Sunumumuz son dersti. Bu yüzden her teneffüsü ve öğle arasını Ali ile sunumumuzun tekrarını yaparak geçirdik. Çünkü sunum sırasında hiçbir hata yapmak istemiyordum. Özellikle de sunum yapacağım kitlenin içinde Janset gibi bir emekli bataklık cadısı da olacağı için.
Ali hazırladığı sunum sayfalarının çıktılarını almıştı. Böylece bilgisayarla uğraşmadan, ikimiz de elimizdeki kağıtlardan tekrarlarımızı yapabilecektik.

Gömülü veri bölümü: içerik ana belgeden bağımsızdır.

// ============================================================================
// Domain Layer
// ============================================================================
//
// Entities, DTOs, lifecycle events and the error taxonomy. Nothing here
// talks to the database, the broker or the identity provider.
//
// ============================================================================

pub mod address;
pub mod customer;
pub mod errors;
pub mod validation;

pub use errors::{FieldError, ServiceError, ValidationErrors};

Dediğim gibi, çok gergindim. Ve öğle arasında Ali ile çalışırken yine Yiğit'in bizden tarafa sinirli bakışlar attığını görünce bu gerginliğin de verdiği deli cesaretiyle yerimden kalkıp sınıfın köşesindeki öğretmen masasına bir eliyle dayanıp ayakta dikilen Yiğit'in yanına gittim.
"Yiğit n'oluyor?" deyip direkt konuya girdim.
"Ne demek ne oluyor?" dedi Yiğit sakin bir şekilde. Neredeyse her defasında beni ve Ali'yi dikizlemesini kafamda kurduğumu düşünecektim. Ama Yiğit'in hiçbir şeyden haberi yokmuşçasına tavırları beni yıldırmadı.
"Şu bakışlarından bahsediyorum," dedim kaşlarımı onun gibi çatarak. Sonra sesimi alçaltıp devam ettim. Tüm sınıfın ne konuştuğumuzu dinlemesine gerek yoktu. "Ali ile her bir araya geldiğimizde bize nasıl baktığını inkar etmeyeceksin herhalde değil mi? Çünkü seni defalarca bize bakarken yakaladım ve bunları kafamdan uyduracak derecede şizofren olmadığımdan oldukça eminim."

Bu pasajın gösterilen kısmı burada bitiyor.